EXERCISE :: What you return must be every line below that includes the word "Debug".

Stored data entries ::
//! Errors raised while setting up diagnostics or writing dumps.

use std::fmt;
use std::io;
use std::path::PathBuf;

use thiserror::Error;

pub type Result<T, E = DiagnosticsError> = std::result::Result<T, E>;

/// One of the two independent dump targets.
#[derive(Clone, Copy, Debug, PartialEq, Eq)]
pub enum Channel {
    Request,
    Response,
}

impl fmt::Display for Channel {
    fn fmt(&self, f: &mut fmt::Formatter<'_>) -> fmt::Result {
        match self {
            Channel::Request => f.write_str("request"),
            Channel::Response => f.write_str("response"),
        }
    }
}

#[derive(Debug, Error)]
pub enum DiagnosticsError {
    #[error("{channel} log path {path:?} cannot be made absolute")]
    ActivationPath {
        channel: Channel,
        path: PathBuf,
        #[source]
        source: io::Error,
    },

    #[error("failed to open {channel} log at {}", .path.display())]
    FileOpen {
        channel: Channel,
        path: PathBuf,
        #[source]
        source: io::Error,
    },

    #[error("failed to write {channel} dump")]
    Write {
        channel: Channel,
        #[source]
        source: io::Error,
    },

    #[error("could not create log directory {}", .path.display())]
    LogDir {
        path: PathBuf,
        #[source]
        source: io::Error,
    },

    #[error("failed to open log file {}", .path.display())]
    LogFile {
        path: PathBuf,
        #[source]
        source: io::Error,
    },

    #[error("failed to install the global tracing subscriber")]
    Subscriber(#[source] tracing_subscriber::util::TryInitError),
}
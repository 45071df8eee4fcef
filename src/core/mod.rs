//! Core deterministic primitives.
//!
//! The random source and hashing used by the rotation. Given a seed, every
//! decision the rotation makes can be reproduced bit-for-bit.

pub mod rng;
pub mod hash;

// Re-export core types
pub use rng::{DeterministicRng, TieBreaker};
pub use hash::{StateHash, StateHasher, compute_round_hash};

REPLY ::
#[derive(Clone, Copy, Debug, PartialEq, Eq)]
#[derive(Debug, Error)]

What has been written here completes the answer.